Tried to behave, did not shout, but this roar on an attempt was well very loud. Made an effort very much, there was such feeling that now myself on a wrong side I will turn out, but continued “to turn out“ because it seemed to me that time of my attempts too drags on. And here the midwife as that began to shout to me in half-voices joyfully: “Give - give, the head appeared, give, native, it is necessary!.“ And I as the madwoman made an effort, but it seemed that nothing is impossible though the midwife repeated all the time:“ So, the good fellow, give - give“. And here I feel such delightful feeling of simplification, I look down and I see how this one-time - a blue lump is got from me, and he flounders... And as will cry!!

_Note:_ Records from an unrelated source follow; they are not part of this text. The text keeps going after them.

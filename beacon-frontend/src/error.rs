//! Error types for the agent frontend.
//!
//! Two families live here. [`Rejection`] is the set of protocol responses a
//! handler can end with before it starts streaming; each one maps to exactly
//! one status code. [`FrontendError`] covers startup failures, which abort
//! the process.

use std::io;
use std::net::SocketAddr;
use std::sync::Arc;

use axum::body::Body;
use axum::http::{HeaderValue, Response, StatusCode, header};
use axum::response::IntoResponse;
use thiserror::Error;

use crate::tls::TlsError;
use beacon_core::config::ConfigError;

/// 406 body on both channels.
pub const PLEASE_ENROL: &str = "Please Enrol";

/// 409 body on the poll channel.
pub const ALREADY_CONNECTED: &str = "Another Client connection exists. \
     Only a single instance of the client is allowed to connect at the same time.";

/// Early exits from the post and poll handlers.
///
/// None of these carry error detail on the wire; decrypt failures in
/// particular are a bare 403 whatever their cause.
#[derive(Debug, Clone, PartialEq, Eq)]
pub enum Rejection {
    /// An alternate frontend is advertised (301).
    Redirect(Arc<String>),
    /// The body did not decrypt (403).
    Forbidden,
    /// The agent must enrol first (406).
    PleaseEnrol,
    /// The agent already holds a poll connection (409).
    AlreadyConnected,
    /// Body read failed, body too large, or enrolment processing failed (503).
    Unavailable,
}

impl Rejection {
    /// Status code this rejection is written with.
    pub fn status(&self) -> StatusCode {
        match self {
            Self::Redirect(_) => StatusCode::MOVED_PERMANENTLY,
            Self::Forbidden => StatusCode::FORBIDDEN,
            Self::PleaseEnrol => StatusCode::NOT_ACCEPTABLE,
            Self::AlreadyConnected => StatusCode::CONFLICT,
            Self::Unavailable => StatusCode::SERVICE_UNAVAILABLE,
        }
    }

    fn body(&self) -> &'static str {
        match self {
            Self::PleaseEnrol => PLEASE_ENROL,
            Self::AlreadyConnected => ALREADY_CONNECTED,
            Self::Redirect(_) | Self::Forbidden | Self::Unavailable => "",
        }
    }
}

impl IntoResponse for Rejection {
    fn into_response(self) -> axum::response::Response {
        let mut response = Response::new(Body::from(self.body()));
        *response.status_mut() = self.status();

        if !self.body().is_empty() {
            response.headers_mut().insert(
                header::CONTENT_TYPE,
                HeaderValue::from_static("text/plain; charset=utf-8"),
            );
        }

        if let Self::Redirect(target) = &self {
            match HeaderValue::from_str(target) {
                Ok(location) => {
                    response.headers_mut().insert(header::LOCATION, location);
                }
                Err(_) => {
                    // Config validation only admits well-formed URLs.
                    *response.status_mut() = StatusCode::SERVICE_UNAVAILABLE;
                }
            }
        }

        response
    }
}

/// Startup failures. Any of these aborts the process.
#[derive(Debug, Error)]
pub enum FrontendError {
    #[error("configuration error: {0}")]
    Config(#[from] ConfigError),

    #[error("TLS setup failed: {0}")]
    Tls(#[from] TlsError),

    #[error("failed to bind {addr}: {source}")]
    Bind {
        addr: SocketAddr,
        #[source]
        source: io::Error,
    },

    #[error("admin server error: {0}")]
    Admin(String),
}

was Put to me on a stomach at once, neonatolog made necessary manipulations, dressed. And this miracle looks at me the blue eyes lying at a breast, and I cry with happiness and I do not believe that all this with me. There was an afterbirth, the doctor examined, I was not cut, and I did not tear, only two internal cracks which the doctor it seems also did not want to touch at once, and then suggested “to take for appearance“, but it everything is already not so important.Call
the husband, he uneasy, but with a happy look looks on small, on me crying, but smiling also smiles, and tears roll down cheeks. We are left three together, practically silence, I smiling, I look at the husband, at the son, I hold with one hand our small and warm miracle, another strong I squeeze a hand of the husband and I do not trust the happiness... As though not with me all this. The husband bends over us, kisses and speaks: “Thanks!“
of the Tear - a stream, to happiness does not have a limit. Here it! Here it, happiness, stream of sweet and madly pleasant feelings, pleasure of life, euphoria! Words not to describe it, it needs to be passed only most! Both there is no pain, and there is no fear, there are huge happiness and pleasure!
Then three days in maternity hospital, the first days of studying of each other, accustoming and adaptation. First days of the house. But it is already absolutely modern history, new life!
Here so in the world one more new real and strong family appeared!